_Dataset entries:_
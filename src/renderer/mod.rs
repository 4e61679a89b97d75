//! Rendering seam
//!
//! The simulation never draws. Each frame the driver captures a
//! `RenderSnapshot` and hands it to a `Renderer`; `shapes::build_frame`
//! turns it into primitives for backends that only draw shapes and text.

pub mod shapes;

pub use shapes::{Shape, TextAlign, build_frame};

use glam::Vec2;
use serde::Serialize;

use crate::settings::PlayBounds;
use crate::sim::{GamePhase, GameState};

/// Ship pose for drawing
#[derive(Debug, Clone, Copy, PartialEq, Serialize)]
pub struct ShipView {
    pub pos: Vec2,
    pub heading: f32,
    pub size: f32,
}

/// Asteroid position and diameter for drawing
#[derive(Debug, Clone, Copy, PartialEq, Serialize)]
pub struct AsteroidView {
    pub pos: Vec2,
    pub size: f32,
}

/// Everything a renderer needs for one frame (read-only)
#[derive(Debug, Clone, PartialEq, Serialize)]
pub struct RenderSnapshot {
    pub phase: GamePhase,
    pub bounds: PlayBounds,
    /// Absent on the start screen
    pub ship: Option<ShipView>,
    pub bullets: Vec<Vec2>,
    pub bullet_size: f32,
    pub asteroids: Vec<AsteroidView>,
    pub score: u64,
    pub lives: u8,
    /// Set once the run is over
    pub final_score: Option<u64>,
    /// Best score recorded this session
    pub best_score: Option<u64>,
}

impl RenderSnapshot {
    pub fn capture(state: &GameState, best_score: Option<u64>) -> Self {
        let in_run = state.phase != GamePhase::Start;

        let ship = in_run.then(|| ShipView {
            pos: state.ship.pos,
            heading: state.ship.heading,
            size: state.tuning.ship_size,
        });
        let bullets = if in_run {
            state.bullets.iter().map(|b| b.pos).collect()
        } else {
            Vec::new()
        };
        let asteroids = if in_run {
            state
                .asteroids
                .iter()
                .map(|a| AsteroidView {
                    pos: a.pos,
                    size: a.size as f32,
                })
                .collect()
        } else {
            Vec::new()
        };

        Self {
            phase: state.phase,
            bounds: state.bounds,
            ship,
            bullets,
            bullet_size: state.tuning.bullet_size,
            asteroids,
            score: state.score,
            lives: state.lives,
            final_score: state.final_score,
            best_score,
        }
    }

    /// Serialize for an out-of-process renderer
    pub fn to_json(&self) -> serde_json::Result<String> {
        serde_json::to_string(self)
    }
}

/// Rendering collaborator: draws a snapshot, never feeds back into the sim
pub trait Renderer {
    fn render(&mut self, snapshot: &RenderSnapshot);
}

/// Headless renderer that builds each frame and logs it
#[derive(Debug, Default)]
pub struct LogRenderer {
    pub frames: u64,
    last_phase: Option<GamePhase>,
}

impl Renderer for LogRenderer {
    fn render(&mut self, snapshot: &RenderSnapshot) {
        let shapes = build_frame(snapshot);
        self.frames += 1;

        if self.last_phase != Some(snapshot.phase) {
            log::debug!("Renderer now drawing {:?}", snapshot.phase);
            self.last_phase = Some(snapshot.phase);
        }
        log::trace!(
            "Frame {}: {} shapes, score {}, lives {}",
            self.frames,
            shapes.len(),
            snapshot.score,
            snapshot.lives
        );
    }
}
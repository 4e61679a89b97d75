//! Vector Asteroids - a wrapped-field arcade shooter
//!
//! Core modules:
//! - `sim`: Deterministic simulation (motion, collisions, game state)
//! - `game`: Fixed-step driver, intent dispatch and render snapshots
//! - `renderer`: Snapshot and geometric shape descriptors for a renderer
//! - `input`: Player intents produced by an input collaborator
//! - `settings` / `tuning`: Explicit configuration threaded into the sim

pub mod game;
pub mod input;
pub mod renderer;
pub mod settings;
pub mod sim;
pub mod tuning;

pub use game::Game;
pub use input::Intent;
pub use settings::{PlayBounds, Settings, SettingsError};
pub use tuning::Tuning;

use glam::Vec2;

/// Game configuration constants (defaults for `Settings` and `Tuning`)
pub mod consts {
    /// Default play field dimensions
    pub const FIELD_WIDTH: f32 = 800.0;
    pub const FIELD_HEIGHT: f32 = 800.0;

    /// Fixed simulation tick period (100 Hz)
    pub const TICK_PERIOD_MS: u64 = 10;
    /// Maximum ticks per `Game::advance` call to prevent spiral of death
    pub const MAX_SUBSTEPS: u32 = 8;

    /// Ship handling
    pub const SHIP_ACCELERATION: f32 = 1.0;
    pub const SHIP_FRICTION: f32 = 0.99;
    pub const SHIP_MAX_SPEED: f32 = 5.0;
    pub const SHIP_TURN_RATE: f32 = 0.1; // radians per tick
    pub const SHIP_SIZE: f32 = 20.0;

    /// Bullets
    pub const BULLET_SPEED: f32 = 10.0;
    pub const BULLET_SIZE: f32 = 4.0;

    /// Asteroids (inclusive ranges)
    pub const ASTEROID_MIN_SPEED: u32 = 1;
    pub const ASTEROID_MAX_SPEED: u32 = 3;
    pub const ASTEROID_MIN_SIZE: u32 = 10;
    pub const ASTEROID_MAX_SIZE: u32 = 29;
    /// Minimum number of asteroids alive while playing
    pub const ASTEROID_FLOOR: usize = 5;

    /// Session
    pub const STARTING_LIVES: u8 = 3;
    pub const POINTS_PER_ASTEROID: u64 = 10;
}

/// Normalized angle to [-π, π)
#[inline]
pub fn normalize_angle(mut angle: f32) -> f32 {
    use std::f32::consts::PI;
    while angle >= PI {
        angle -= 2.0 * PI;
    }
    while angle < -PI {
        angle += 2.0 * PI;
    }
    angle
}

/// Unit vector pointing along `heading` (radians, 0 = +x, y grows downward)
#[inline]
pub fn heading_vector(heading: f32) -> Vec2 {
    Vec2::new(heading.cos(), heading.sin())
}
---
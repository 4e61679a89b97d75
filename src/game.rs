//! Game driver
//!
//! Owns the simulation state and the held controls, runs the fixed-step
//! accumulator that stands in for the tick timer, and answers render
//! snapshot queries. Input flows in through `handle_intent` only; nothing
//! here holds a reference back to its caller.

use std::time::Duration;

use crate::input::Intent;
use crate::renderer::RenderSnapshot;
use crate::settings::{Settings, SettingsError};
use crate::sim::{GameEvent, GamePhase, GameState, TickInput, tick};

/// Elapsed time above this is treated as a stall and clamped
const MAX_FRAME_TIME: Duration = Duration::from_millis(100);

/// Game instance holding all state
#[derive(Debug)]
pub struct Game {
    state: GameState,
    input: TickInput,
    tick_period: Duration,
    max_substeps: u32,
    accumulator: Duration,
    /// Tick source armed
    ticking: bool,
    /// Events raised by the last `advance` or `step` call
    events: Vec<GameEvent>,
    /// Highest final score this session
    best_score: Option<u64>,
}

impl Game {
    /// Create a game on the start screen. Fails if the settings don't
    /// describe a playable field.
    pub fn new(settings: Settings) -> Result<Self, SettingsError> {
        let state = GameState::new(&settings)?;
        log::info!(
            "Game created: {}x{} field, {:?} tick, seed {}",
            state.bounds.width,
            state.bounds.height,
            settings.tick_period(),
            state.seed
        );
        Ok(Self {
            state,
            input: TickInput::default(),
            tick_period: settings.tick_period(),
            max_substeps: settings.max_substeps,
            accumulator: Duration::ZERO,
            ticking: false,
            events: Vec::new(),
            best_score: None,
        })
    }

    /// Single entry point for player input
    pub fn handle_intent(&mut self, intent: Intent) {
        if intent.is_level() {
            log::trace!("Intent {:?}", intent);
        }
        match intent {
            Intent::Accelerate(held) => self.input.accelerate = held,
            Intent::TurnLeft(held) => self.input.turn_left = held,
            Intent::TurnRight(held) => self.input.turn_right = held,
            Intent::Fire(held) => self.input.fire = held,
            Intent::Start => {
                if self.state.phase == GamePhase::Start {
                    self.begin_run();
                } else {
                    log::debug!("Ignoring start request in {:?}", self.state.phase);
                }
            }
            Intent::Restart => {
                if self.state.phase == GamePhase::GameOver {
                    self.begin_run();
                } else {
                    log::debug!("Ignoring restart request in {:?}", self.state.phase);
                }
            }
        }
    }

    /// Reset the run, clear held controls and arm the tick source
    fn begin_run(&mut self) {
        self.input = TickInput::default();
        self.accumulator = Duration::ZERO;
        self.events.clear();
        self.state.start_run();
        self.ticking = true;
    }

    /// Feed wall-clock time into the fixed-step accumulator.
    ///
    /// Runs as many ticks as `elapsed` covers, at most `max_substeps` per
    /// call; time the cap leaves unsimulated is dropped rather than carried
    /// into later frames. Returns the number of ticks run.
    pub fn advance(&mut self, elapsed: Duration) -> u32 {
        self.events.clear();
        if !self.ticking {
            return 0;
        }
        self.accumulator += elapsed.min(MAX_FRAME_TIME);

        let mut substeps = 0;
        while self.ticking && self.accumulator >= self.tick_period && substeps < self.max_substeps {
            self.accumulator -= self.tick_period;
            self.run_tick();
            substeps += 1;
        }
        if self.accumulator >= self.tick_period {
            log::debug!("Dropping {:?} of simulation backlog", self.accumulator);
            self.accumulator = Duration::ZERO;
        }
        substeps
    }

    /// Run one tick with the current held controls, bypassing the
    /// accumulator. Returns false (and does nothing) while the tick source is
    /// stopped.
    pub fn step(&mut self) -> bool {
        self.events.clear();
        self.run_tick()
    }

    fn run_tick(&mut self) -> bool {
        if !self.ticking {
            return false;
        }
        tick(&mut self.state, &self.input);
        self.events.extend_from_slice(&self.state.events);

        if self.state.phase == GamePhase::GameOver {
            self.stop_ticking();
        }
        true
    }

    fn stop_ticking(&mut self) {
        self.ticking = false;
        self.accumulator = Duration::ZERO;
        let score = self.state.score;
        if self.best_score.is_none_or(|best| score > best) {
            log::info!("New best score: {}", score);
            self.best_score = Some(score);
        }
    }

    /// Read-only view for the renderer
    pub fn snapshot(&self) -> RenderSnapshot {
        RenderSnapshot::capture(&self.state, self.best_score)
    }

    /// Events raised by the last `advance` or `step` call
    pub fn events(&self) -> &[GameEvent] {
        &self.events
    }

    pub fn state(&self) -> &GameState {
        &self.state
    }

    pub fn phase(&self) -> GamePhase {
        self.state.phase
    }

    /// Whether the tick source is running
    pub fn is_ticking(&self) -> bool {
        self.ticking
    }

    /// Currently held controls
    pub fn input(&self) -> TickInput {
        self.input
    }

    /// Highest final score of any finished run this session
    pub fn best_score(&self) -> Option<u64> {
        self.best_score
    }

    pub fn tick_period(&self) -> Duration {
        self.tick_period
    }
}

_Action item:_
Look back at the entries above. Retype the line with "pub fn step(&mut", the line with "pub fn phase(&self)", and all lines in between.

_Response to the task:_
    pub fn step(&mut self) -> bool {
        self.events.clear();
        self.run_tick()
    }

    fn run_tick(&mut self) -> bool {
        if !self.ticking {
            return false;
        }
        tick(&mut self.state, &self.input);
        self.events.extend_from_slice(&self.state.events);

        if self.state.phase == GamePhase::GameOver {
            self.stop_ticking();
        }
        true
    }

    fn stop_ticking(&mut self) {
        self.ticking = false;
        self.accumulator = Duration::ZERO;
        let score = self.state.score;
        if self.best_score.is_none_or(|best| score > best) {
            log::info!("New best score: {}", score);
            self.best_score = Some(score);
        }
    }

    /// Read-only view for the renderer
    pub fn snapshot(&self) -> RenderSnapshot {
        RenderSnapshot::capture(&self.state, self.best_score)
    }

    /// Events raised by the last `advance` or `step` call
    pub fn events(&self) -> &[GameEvent] {
        &self.events
    }

    pub fn state(&self) -> &GameState {
        &self.state
    }

    pub fn phase(&self) -> GamePhase {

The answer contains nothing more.